Since the rat flea began carrying the Black Death, human history has never been the same. | Image: Keystone/Science Photo Library/Dr Tony Brain.

Yersinia pestis has wreaked havoc throughout the history of humankind. In the 14th century, roughly a third of the population of Europe died of the Black Death. Up to now, it was assumed that the plague bacterium acquired its ability to spread to humans some 2,800 years ago. But a new study involving the University of Zurich has shown that the bubonic plague was able to infect people no less than 3,800 years ago.

A research team from the Max Planck Institute for the Science of Human History in Jena (MPI-SHH) has analysed samples from two Bronze Age skeletons found in the Samara region of Russia. They lay together in the same grave, and both carried the pathogen of the bubonic plague. The researchers reconstructed the genetic material of the bacterium, and discovered a piece of DNA that made it possible for the plague to spread from fleas to humans.

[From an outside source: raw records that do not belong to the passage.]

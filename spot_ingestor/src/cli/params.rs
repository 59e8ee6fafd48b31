use chrono::{DateTime, NaiveDate, NaiveTime, Utc};

/// Parses a CLI datetime. Full RFC 3339 is preferred; a bare date is
/// accepted and taken as midnight UTC.
pub fn parse_utc_datetime(raw: &str) -> Result<DateTime<Utc>, chrono::ParseError> {
    raw.parse::<DateTime<Utc>>().or_else(|err| {
        raw.parse::<NaiveDate>()
            .map(|date| date.and_time(NaiveTime::MIN).and_utc())
            .map_err(|_| err)
    })
}

pub fn parse_naive_date(raw: &str) -> Result<NaiveDate, chrono::ParseError> {
    raw.parse::<NaiveDate>()
}
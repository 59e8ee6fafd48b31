use std::time::Duration;

use async_trait::async_trait;
use chrono::{DateTime, Utc};
use reqwest::Client;
use secrecy::{ExposeSecret, SecretString};
use shared_utils::env::get_env_var;

use crate::providers::{PriceProvider, ProviderInitError, TransportError};

/// Public day-ahead endpoint of the transparency platform.
pub const DEFAULT_BASE_URL: &str = "https://web-api.tp.entsoe.eu/api";

/// Environment variable holding the API security token.
pub const SECURITY_TOKEN_VAR: &str = "TRANSPARENCY_PLATFORM_SECURITY_TOKEN";

/// Day-ahead prices document type.
const DOCUMENT_TYPE: &str = "A44";

/// The platform expects period bounds as `YYYYMMDDHH00`.
const PERIOD_FORMAT: &str = "%Y%m%d%H00";

/// Responses for long historical windows can be tens of megabytes.
const REQUEST_TIMEOUT: Duration = Duration::from_secs(120);

pub struct EntsoeProvider {
    client: Client,
    base_url: String,
    security_token: SecretString,
}

impl EntsoeProvider {
    /// Creates a provider reading the security token from the
    /// `TRANSPARENCY_PLATFORM_SECURITY_TOKEN` environment variable.
    pub fn new(base_url: impl Into<String>) -> Result<Self, ProviderInitError> {
        let token = SecretString::new(get_env_var(SECURITY_TOKEN_VAR)?.into());
        Self::with_token(base_url, token)
    }

    pub fn with_token(
        base_url: impl Into<String>,
        security_token: SecretString,
    ) -> Result<Self, ProviderInitError> {
        let client = Client::builder().timeout(REQUEST_TIMEOUT).build()?;
        Ok(Self {
            client,
            base_url: base_url.into(),
            security_token,
        })
    }
}

#[async_trait]
impl PriceProvider for EntsoeProvider {
    async fn fetch_window(
        &self,
        area_code: &str,
        start: DateTime<Utc>,
        end: DateTime<Utc>,
    ) -> Result<String, TransportError> {
        let query = [
            ("securityToken", self.security_token.expose_secret().to_string()),
            ("periodStart", start.format(PERIOD_FORMAT).to_string()),
            ("periodEnd", end.format(PERIOD_FORMAT).to_string()),
            ("documentType", DOCUMENT_TYPE.to_string()),
            ("in_Domain", area_code.to_string()),
            ("out_Domain", area_code.to_string()),
        ];

        tracing::info!(
            url = %self.base_url,
            %start,
            %end,
            area_code,
            "reading day-ahead values"
        );
        let response = self.client.get(&self.base_url).query(&query).send().await?;

        let status = response.status();
        if !status.is_success() {
            let body = response
                .text()
                .await
                .unwrap_or_else(|_| "Unknown API error".to_string());
            return Err(TransportError::Status {
                status: status.as_u16(),
                body,
            });
        }

        let body = response.text().await?;
        tracing::info!(
            status = status.as_u16(),
            length = body.len(),
            "received response"
        );
        Ok(body)
    }
}

#[cfg(test)]
mod tests {
    use super::*;
    use chrono::TimeZone;

    #[test]
    fn period_bounds_use_platform_format() {
        let start = Utc.with_ymd_and_hms(2024, 1, 1, 0, 0, 0).unwrap();
        assert_eq!(start.format(PERIOD_FORMAT).to_string(), "202401010000");
        let late = Utc.with_ymd_and_hms(2024, 12, 31, 23, 30, 0).unwrap();
        assert_eq!(late.format(PERIOD_FORMAT).to_string(), "202412312300");
    }
}
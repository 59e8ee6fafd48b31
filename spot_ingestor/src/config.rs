//! Runtime settings, loaded from an optional TOML file.
//!
//! ```toml
//! base_url = "https://web-api.tp.entsoe.eu/api"
//! archive_dir = "docs/electricity"
//! merge_policy = "union"
//!
//! [rate_limit]
//! max_calls = 60
//! period_secs = 60
//!
//! [[price_areas]]
//! code = "SE3"
//! eic_code = "10Y1001A1001A46L"
//! ```
//!
//! Every field has a default, so a missing file or a partial file is fine.

use std::path::{Path, PathBuf};
use std::time::Duration;

use serde::{Deserialize, Serialize};
use thiserror::Error;

use crate::archive::MergePolicy;
use crate::models::area::{PriceArea, default_areas};
use crate::providers::entsoe::provider::DEFAULT_BASE_URL;

#[derive(Debug, Error)]
pub enum SettingsError {
    #[error("failed to read settings file {path}: {source}")]
    Read {
        path: PathBuf,
        source: std::io::Error,
    },

    #[error("invalid settings file {path}: {source}")]
    Parse {
        path: PathBuf,
        source: toml::de::Error,
    },
}

#[derive(Debug, Clone, Serialize, Deserialize)]
#[serde(default)]
pub struct Settings {
    pub base_url: String,
    pub archive_dir: PathBuf,
    pub merge_policy: MergePolicy,
    pub rate_limit: RateLimitSettings,
    pub price_areas: Vec<PriceArea>,
}

impl Default for Settings {
    fn default() -> Self {
        Self {
            base_url: DEFAULT_BASE_URL.to_string(),
            archive_dir: PathBuf::from("docs/electricity"),
            merge_policy: MergePolicy::default(),
            rate_limit: RateLimitSettings::default(),
            price_areas: default_areas(),
        }
    }
}

impl Settings {
    pub fn load(path: &Path) -> Result<Self, SettingsError> {
        let raw = std::fs::read_to_string(path).map_err(|source| SettingsError::Read {
            path: path.to_path_buf(),
            source,
        })?;
        toml::from_str(&raw).map_err(|source| SettingsError::Parse {
            path: path.to_path_buf(),
            source,
        })
    }

    /// Looks a price area up by its zone code.
    pub fn area(&self, code: &str) -> Option<&PriceArea> {
        self.price_areas.iter().find(|area| area.code == code)
    }
}

#[derive(Debug, Clone, Serialize, Deserialize)]
#[serde(default)]
pub struct RateLimitSettings {
    pub max_calls: usize,
    pub period_secs: u64,
}

impl RateLimitSettings {
    pub fn period(&self) -> Duration {
        Duration::from_secs(self.period_secs)
    }
}

impl Default for RateLimitSettings {
    fn default() -> Self {
        // one call a second on average, matching the upstream's courtesy rate
        Self {
            max_calls: 60,
            period_secs: 60,
        }
    }
}
//! Provider abstraction for upstream price sources.
//!
//! [`PriceProvider`] is the transport seam of the pipeline: it fetches the
//! raw publication document for one area and window and nothing more.
//! Decoding stays in the core so a provider can be swapped (or mocked in
//! tests) without touching reconciliation.

pub mod entsoe;
pub mod errors;

use async_trait::async_trait;
use chrono::{DateTime, Utc};

pub use errors::{ProviderInitError, TransportError};

#[async_trait]
pub trait PriceProvider {
    /// Fetches the raw publication document covering `[start, end)` for one
    /// upstream area identifier.
    async fn fetch_window(
        &self,
        area_code: &str,
        start: DateTime<Utc>,
        end: DateTime<Utc>,
    ) -> Result<String, TransportError>;
}
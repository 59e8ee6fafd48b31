//! End-to-end pipeline scenarios against a canned provider.

use std::sync::Arc;
use std::sync::atomic::{AtomicUsize, Ordering};
use std::time::Duration;

use async_trait::async_trait;
use chrono::{DateTime, TimeZone, Utc};

use spot_ingestor::archive::{ArchiveStore, FsArchiveStore, MergePolicy, Partition};
use spot_ingestor::archiver::Archiver;
use spot_ingestor::models::area::PriceArea;
use spot_ingestor::models::price_point::market_offset;
use spot_ingestor::providers::{PriceProvider, TransportError};
use spot_ingestor::ratelimit::RateLimiter;
use spot_ingestor::reconcile::{ReconciliationEngine, TransportPolicy};

/// Serves one canned body for every window and counts the requests.
struct CannedProvider {
    body: String,
    calls: AtomicUsize,
}

impl CannedProvider {
    fn new(body: impl Into<String>) -> Self {
        Self {
            body: body.into(),
            calls: AtomicUsize::new(0),
        }
    }
}

#[async_trait]
impl PriceProvider for CannedProvider {
    async fn fetch_window(
        &self,
        _area_code: &str,
        _start: DateTime<Utc>,
        _end: DateTime<Utc>,
    ) -> Result<String, TransportError> {
        self.calls.fetch_add(1, Ordering::SeqCst);
        Ok(self.body.clone())
    }
}

/// Fails every request with a transport error.
struct DownProvider;

#[async_trait]
impl PriceProvider for DownProvider {
    async fn fetch_window(
        &self,
        _area_code: &str,
        _start: DateTime<Utc>,
        _end: DateTime<Utc>,
    ) -> Result<String, TransportError> {
        Err(TransportError::Status {
            status: 503,
            body: "maintenance".to_string(),
        })
    }
}

fn se3() -> PriceArea {
    PriceArea::new("SE3", "10Y1001A1001A46L")
}

fn engine<P: PriceProvider + Send + Sync>(provider: P) -> ReconciliationEngine<P> {
    // generous quota so tests never sleep
    let limiter = Arc::new(RateLimiter::new(1000, Duration::from_secs(1)));
    ReconciliationEngine::new(provider, limiter)
}

/// One hourly series for 2024-01-01 (market time), sparse-encoded as
/// positions 1 and 3: prices 10.0, 10.0, 11.0, 11.0, ...
const SPARSE_DAY: &str = r#"<?xml version="1.0" encoding="UTF-8"?>
<Publication_MarketDocument>
  <TimeSeries>
    <currency_Unit.name>SEK</currency_Unit.name>
    <price_Measure_Unit.name>MWH</price_Measure_Unit.name>
    <Period>
      <timeInterval>
        <start>2023-12-31T23:00Z</start>
        <end>2024-01-01T23:00Z</end>
      </timeInterval>
      <resolution>PT60M</resolution>
      <Point><position>1</position><price.amount>10.0</price.amount></Point>
      <Point><position>3</position><price.amount>11.0</price.amount></Point>
    </Period>
  </TimeSeries>
</Publication_MarketDocument>
"#;

/// Two publications of the same day: an unclassified one and a rank-1
/// re-publication with different prices.
const REPUBLISHED_DAY: &str = r#"<?xml version="1.0" encoding="UTF-8"?>
<Publication_MarketDocument>
  <TimeSeries>
    <currency_Unit.name>SEK</currency_Unit.name>
    <price_Measure_Unit.name>MWH</price_Measure_Unit.name>
    <Period>
      <timeInterval>
        <start>2023-12-31T23:00Z</start>
        <end>2024-01-01T23:00Z</end>
      </timeInterval>
      <resolution>PT60M</resolution>
      <Point><position>1</position><price.amount>99.0</price.amount></Point>
    </Period>
  </TimeSeries>
  <TimeSeries>
    <currency_Unit.name>SEK</currency_Unit.name>
    <price_Measure_Unit.name>MWH</price_Measure_Unit.name>
    <classificationSequence_AttributeInstanceComponent.position>1</classificationSequence_AttributeInstanceComponent.position>
    <Period>
      <timeInterval>
        <start>2023-12-31T23:00Z</start>
        <end>2024-01-01T23:00Z</end>
      </timeInterval>
      <resolution>PT60M</resolution>
      <Point><position>1</position><price.amount>42.0</price.amount></Point>
    </Period>
  </TimeSeries>
</Publication_MarketDocument>
"#;

fn day_window() -> (DateTime<Utc>, DateTime<Utc>) {
    (
        Utc.with_ymd_and_hms(2023, 12, 31, 23, 0, 0).unwrap(),
        Utc.with_ymd_and_hms(2024, 1, 1, 23, 0, 0).unwrap(),
    )
}

#[tokio::test]
async fn sparse_day_reconciles_and_archives() {
    let engine = engine(CannedProvider::new(SPARSE_DAY));
    let (start, end) = day_window();
    let series = engine
        .run(&se3(), start, end, TransportPolicy::Fail)
        .await
        .unwrap();

    assert_eq!(series.len(), 24);
    let first_slot = market_offset().with_ymd_and_hms(2024, 1, 1, 0, 0, 0).unwrap();
    assert_eq!(series[0].timestamp, first_slot);
    assert_eq!(series[0].value, "10.0");
    assert_eq!(series[1].value, "10.0");
    for point in &series[2..] {
        assert_eq!(point.value, "11.0");
    }

    let dir = tempfile::tempdir().unwrap();
    let archiver = Archiver::new(FsArchiveStore::new(dir.path()), MergePolicy::Union);
    archiver.merge_run("SE3", &series).await.unwrap();

    let store = FsArchiveStore::new(dir.path());
    let day = store
        .read("SE3", &Partition::day("2024-01-01"))
        .await
        .unwrap();
    assert_eq!(day, series, "day partition should hold the sorted series");

    let month = store
        .read("SE3", &Partition::month("2024-01"))
        .await
        .unwrap();
    assert_eq!(month.len(), 24);
    let year = store.read("SE3", &Partition::year("2024")).await.unwrap();
    assert_eq!(year.len(), 24);
}

#[tokio::test]
async fn republication_with_lower_rank_wins() {
    let engine = engine(CannedProvider::new(REPUBLISHED_DAY));
    let (start, end) = day_window();
    let series = engine
        .run(&se3(), start, end, TransportPolicy::Fail)
        .await
        .unwrap();

    assert_eq!(series.len(), 24);
    for point in &series {
        assert_eq!(point.value, "42.0");
    }
}

#[tokio::test]
async fn acknowledgement_body_yields_empty_series() {
    let body = r#"<Acknowledgement_MarketDocument>
  <Reason><code>999</code><text>No matching data found</text></Reason>
</Acknowledgement_MarketDocument>"#;
    let engine = engine(CannedProvider::new(body));
    let (start, end) = day_window();
    let series = engine
        .run(&se3(), start, end, TransportPolicy::Fail)
        .await
        .unwrap();
    assert!(series.is_empty());
}

#[tokio::test]
async fn long_windows_are_split_into_fourteen_day_requests() {
    let provider = CannedProvider::new(SPARSE_DAY);
    let engine = engine(provider);
    let start = Utc.with_ymd_and_hms(2024, 1, 1, 0, 0, 0).unwrap();
    let end = Utc.with_ymd_and_hms(2024, 1, 31, 0, 0, 0).unwrap();

    engine
        .run(&se3(), start, end, TransportPolicy::Fail)
        .await
        .unwrap();

    // 30 days -> 14 + 14 + 2
    assert_eq!(engine_calls(&engine), 3);
}

fn engine_calls(engine: &ReconciliationEngine<CannedProvider>) -> usize {
    engine.provider().calls.load(Ordering::SeqCst)
}

#[tokio::test]
async fn transport_failure_aborts_or_skips_by_policy() {
    let engine = engine(DownProvider);
    let (start, end) = day_window();

    let err = engine
        .run(&se3(), start, end, TransportPolicy::Fail)
        .await
        .unwrap_err();
    assert!(matches!(err, TransportError::Status { status: 503, .. }));

    let series = engine
        .run(&se3(), start, end, TransportPolicy::SkipWindow)
        .await
        .unwrap();
    assert!(series.is_empty());
}

#[tokio::test]
async fn rerunning_the_same_window_does_not_change_the_archive() {
    let engine = engine(CannedProvider::new(SPARSE_DAY));
    let (start, end) = day_window();
    let series = engine
        .run(&se3(), start, end, TransportPolicy::Fail)
        .await
        .unwrap();

    let dir = tempfile::tempdir().unwrap();
    let archiver = Archiver::new(FsArchiveStore::new(dir.path()), MergePolicy::Union);
    archiver.merge_run("SE3", &series).await.unwrap();
    let store = FsArchiveStore::new(dir.path());
    let first = store
        .read("SE3", &Partition::day("2024-01-01"))
        .await
        .unwrap();

    archiver.merge_run("SE3", &series).await.unwrap();
    let second = store
        .read("SE3", &Partition::day("2024-01-01"))
        .await
        .unwrap();
    assert_eq!(first, second);
}
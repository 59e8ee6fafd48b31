//! Per-day price statistics derived from archived day partitions.

use chrono::NaiveDate;
use rust_decimal::Decimal;
use serde::{Deserialize, Serialize};
use thiserror::Error;

use crate::archive::{ArchiveError, ArchiveStore, FsArchiveStore, Partition};
use crate::models::price_point::PricePoint;

/// Summary of one archived day, stored per year in `stats.json` next to the
/// year's index.
#[derive(Debug, Clone, PartialEq, Eq, Serialize, Deserialize)]
pub struct DayStatistics {
    pub day: NaiveDate,
    pub highest_price: String,
    pub lowest_price: String,
    pub average_price: String,
}

#[derive(Debug, Error)]
pub enum StatsError {
    /// The day partition holds nothing to summarize.
    #[error("no archived prices on {day}")]
    EmptyDay { day: NaiveDate },

    /// A stored value does not parse as a decimal.
    #[error("unparsable archived value '{0}'")]
    InvalidValue(String),

    #[error(transparent)]
    Archive(#[from] ArchiveError),
}

/// Computes lowest, highest, and mean price over one day's records. Values
/// compare numerically, not lexically; the mean is rounded to two decimals.
pub fn day_statistics(day: NaiveDate, points: &[PricePoint]) -> Result<DayStatistics, StatsError> {
    let mut values = Vec::with_capacity(points.len());
    for point in points {
        let value: Decimal = point
            .value
            .parse()
            .map_err(|_| StatsError::InvalidValue(point.value.clone()))?;
        values.push((value, point.value.clone()));
    }
    values.sort_by(|a, b| a.0.cmp(&b.0));

    let (Some(lowest), Some(highest)) = (values.first(), values.last()) else {
        return Err(StatsError::EmptyDay { day });
    };

    let sum: Decimal = values.iter().map(|(value, _)| *value).sum();
    let average = (sum / Decimal::from(values.len())).round_dp(2);

    Ok(DayStatistics {
        day,
        highest_price: highest.1.clone(),
        lowest_price: lowest.1.clone(),
        average_price: average.to_string(),
    })
}

/// Reads the archived day partition for `day`, computes its statistics, and
/// upserts them into the year's `stats.json` (re-running a day replaces its
/// entry instead of appending a duplicate).
pub async fn record_day_statistics(
    store: &FsArchiveStore,
    area: &str,
    day: NaiveDate,
) -> Result<DayStatistics, StatsError> {
    let day_key = day.format("%Y-%m-%d").to_string();
    let year = day.format("%Y").to_string();

    let points = store.read(area, &Partition::day(day_key.as_str())).await?;
    if points.is_empty() {
        return Err(StatsError::EmptyDay { day });
    }

    let stats = day_statistics(day, &points)?;
    tracing::info!(area, day = %day, "saving updated statistics");

    let mut year_stats = store.read_year_statistics(area, &year).await?;
    year_stats.retain(|entry| entry.day != day);
    year_stats.push(stats.clone());
    year_stats.sort_by_key(|entry| entry.day);
    store.write_year_statistics(area, &year, &year_stats).await?;

    Ok(stats)
}
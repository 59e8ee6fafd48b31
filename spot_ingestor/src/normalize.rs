//! Expansion of sparse fragments into full-cadence price sequences.
//!
//! The upstream platform only publishes a position when its price differs
//! from the previous slot, so a fragment's point list is sparse. Archival and
//! display both need the dense series, with the "most recent known price"
//! carried across elided slots.

use thiserror::Error;

use crate::models::fragment::{RawFragment, Resolution};
use crate::models::price_point::PricePoint;

/// Why one fragment could not be expanded. All variants are recoverable:
/// callers skip the fragment and keep the batch.
#[derive(Debug, Error)]
pub enum NormalizeError {
    /// Cadence is neither 60 nor 15 minutes.
    #[error("unsupported resolution '{0}' (expected PT60M or PT15M)")]
    UnsupportedResolution(String),

    /// A data point lies outside the interval's slot range.
    #[error("data point position {position} outside 1..={slot_count}")]
    PositionOutOfRange { position: u32, slot_count: u32 },

    /// The fragment carries no data points at all, so there is no value to
    /// fill any slot with.
    #[error("fragment has no data points")]
    EmptyFragment,
}

/// Expands one fragment into exactly one [`PricePoint`] per cadence slot
/// (24 hourly, 96 quarter-hourly), timestamps spaced one slot apart starting
/// at the fragment's interval start.
///
/// Gaps between published positions are forward-filled with the last emitted
/// value; a gap before the first position borrows that first upcoming value;
/// trailing silence keeps the last value to the end of the interval.
/// Duplicate positions keep their first occurrence.
pub fn expand_fragment(fragment: &RawFragment) -> Result<Vec<PricePoint>, NormalizeError> {
    let resolution = Resolution::from_code(&fragment.resolution)
        .ok_or_else(|| NormalizeError::UnsupportedResolution(fragment.resolution.clone()))?;
    let slot_count = resolution.slot_count();
    let slot = resolution.slot_duration();

    if fragment.data_points.is_empty() {
        return Err(NormalizeError::EmptyFragment);
    }

    let mut data_points = fragment.data_points.clone();
    data_points.sort_by_key(|p| p.position);

    let start = fragment.interval.start;
    let mut series = Vec::with_capacity(slot_count as usize);
    let mut cursor: u32 = 1;
    let mut last_value: Option<String> = None;

    for point in &data_points {
        if point.position < 1 || point.position > slot_count {
            return Err(NormalizeError::PositionOutOfRange {
                position: point.position,
                slot_count,
            });
        }
        if point.position < cursor {
            continue;
        }

        let value = point.price.to_string();
        while cursor < point.position {
            let fill = last_value.clone().unwrap_or_else(|| value.clone());
            series.push(PricePoint::new(start + slot * (cursor as i32 - 1), fill));
            cursor += 1;
        }
        series.push(PricePoint::new(
            start + slot * (cursor as i32 - 1),
            value.clone(),
        ));
        last_value = Some(value);
        cursor += 1;
    }

    if let Some(last) = last_value {
        while cursor <= slot_count {
            series.push(PricePoint::new(
                start + slot * (cursor as i32 - 1),
                last.clone(),
            ));
            cursor += 1;
        }
    }

    Ok(series)
}
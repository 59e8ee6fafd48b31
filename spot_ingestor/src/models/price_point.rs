//! Canonical in-memory representation of one archived price record.
//!
//! This struct is the standard output of the reconciliation pipeline and the
//! unit of storage in the partitioned archive, regardless of which upstream
//! publication it came from.

use chrono::{DateTime, FixedOffset};
use serde::{Deserialize, Serialize};

/// The market's fixed UTC+1 offset (Etc/GMT-1, no daylight saving).
///
/// Archived timestamps always carry this offset so the JSON form is stable
/// across the year.
pub fn market_offset() -> FixedOffset {
    FixedOffset::east_opt(3600).expect("one hour east is a valid offset")
}

/// One price for one cadence slot.
///
/// Identity is the `(timestamp, value)` pair: a re-published price with a
/// different value at the same timestamp is a different record, not an
/// update. Ordering is by timestamp first, then value, which is the order
/// partitions are persisted in.
#[derive(Debug, Clone, PartialEq, Eq, PartialOrd, Ord, Hash, Serialize, Deserialize)]
pub struct PricePoint {
    /// Slot start in the market's fixed UTC+1 offset.
    pub timestamp: DateTime<FixedOffset>,
    /// Price as published, kept as a decimal string.
    pub value: String,
}

impl PricePoint {
    pub fn new(timestamp: DateTime<FixedOffset>, value: impl Into<String>) -> Self {
        Self {
            timestamp,
            value: value.into(),
        }
    }
}
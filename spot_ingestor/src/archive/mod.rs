//! Partitioned, durable storage of reconciled price points.
//!
//! The archive is the only durable entity in the pipeline. Each price area
//! owns one partition per calendar day, month, and year it has data for,
//! plus a rolling `latest` partition for live display. A partition is read
//! wholesale before a merge and rewritten wholesale after it; merges are
//! read-modify-write, so writes to one partition must be serialized (the
//! pipeline drives areas sequentially).

pub mod fs_store;
pub mod merge;

use std::path::PathBuf;

use async_trait::async_trait;
use serde::{Deserialize, Serialize};
use thiserror::Error;

use crate::models::price_point::PricePoint;

pub use fs_store::FsArchiveStore;
pub use merge::{MergePolicy, merge};

/// Partition granularities of the archive.
#[derive(Debug, Clone, Copy, PartialEq, Eq, Hash, Serialize, Deserialize)]
#[serde(rename_all = "snake_case")]
pub enum Granularity {
    Day,
    Month,
    Year,
    Latest,
}

impl Granularity {
    /// strftime pattern of the partition key; `Latest` has no calendar key.
    pub fn key_format(self) -> Option<&'static str> {
        match self {
            Granularity::Day => Some("%Y-%m-%d"),
            Granularity::Month => Some("%Y-%m"),
            Granularity::Year => Some("%Y"),
            Granularity::Latest => None,
        }
    }

    pub fn label(self) -> &'static str {
        match self {
            Granularity::Day => "daily",
            Granularity::Month => "monthly",
            Granularity::Year => "yearly",
            Granularity::Latest => "latest",
        }
    }
}

/// One unit of archive storage: a granularity plus its calendar key
/// (`2024-01-01`, `2024-01`, `2024`, or the singleton `latest`).
#[derive(Debug, Clone, PartialEq, Eq, Hash)]
pub struct Partition {
    pub granularity: Granularity,
    pub key: String,
}

impl Partition {
    pub fn day(key: impl Into<String>) -> Self {
        Self {
            granularity: Granularity::Day,
            key: key.into(),
        }
    }

    pub fn month(key: impl Into<String>) -> Self {
        Self {
            granularity: Granularity::Month,
            key: key.into(),
        }
    }

    pub fn year(key: impl Into<String>) -> Self {
        Self {
            granularity: Granularity::Year,
            key: key.into(),
        }
    }

    pub fn latest() -> Self {
        Self {
            granularity: Granularity::Latest,
            key: "latest".to_string(),
        }
    }

    /// Path of the partition's index file relative to an area directory:
    /// dashes in the calendar key become directory separators, so day
    /// `2024-01-02` lives at `2024/01/02/index.json`.
    pub fn relative_path(&self) -> PathBuf {
        let mut path = PathBuf::new();
        match self.granularity {
            Granularity::Latest => path.push("latest"),
            _ => {
                for segment in self.key.split('-') {
                    path.push(segment);
                }
            }
        }
        path.push("index.json");
        path
    }
}

/// Archive read/write failures. Fatal for the merge that hit them; the
/// atomic write discipline of the store guarantees no partially written
/// partition is ever visible.
#[derive(Debug, Error)]
pub enum ArchiveError {
    #[error("I/O error for {path}: {source}")]
    Io {
        path: PathBuf,
        source: std::io::Error,
    },

    #[error("malformed partition file {path}: {source}")]
    Decode {
        path: PathBuf,
        source: serde_json::Error,
    },

    #[error("failed to encode partition: {0}")]
    Encode(#[source] serde_json::Error),
}

/// Storage seam of the pipeline. Implementations must read absent
/// partitions as empty and must not leave partial files behind on a failed
/// write.
#[async_trait]
pub trait ArchiveStore {
    /// Reads the persisted record set for one partition, sorted as written.
    async fn read(
        &self,
        area: &str,
        partition: &Partition,
    ) -> Result<Vec<PricePoint>, ArchiveError>;

    /// Overwrites one partition with a full record set, already sorted and
    /// deduplicated by the caller.
    async fn write(
        &self,
        area: &str,
        partition: &Partition,
        points: &[PricePoint],
    ) -> Result<(), ArchiveError>;
}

It was already known that the plague bacterium existed in the Early Bronze Age, but it was assumed up to now that it was not yet able to jump from fleas to people. It was only this mutation – which presumably happened by chance – that made the pathogen so deadly to humans. “We compared the reconstructed genome with samples we already had, in order to find out where it was situated in the phylogenetic tree”, explains Denise Kühnert, a mathematician who was researching at the University of Zurich and was involved in the study. The mutation discovered in the bacterium’s DNA provided the virulent pathogen with an evolutionary advantage above those forms that were unable to jump from fleas to people and other mammals. The deadly variant was better able to survive, and later led to the devastating epidemics about which we know so well.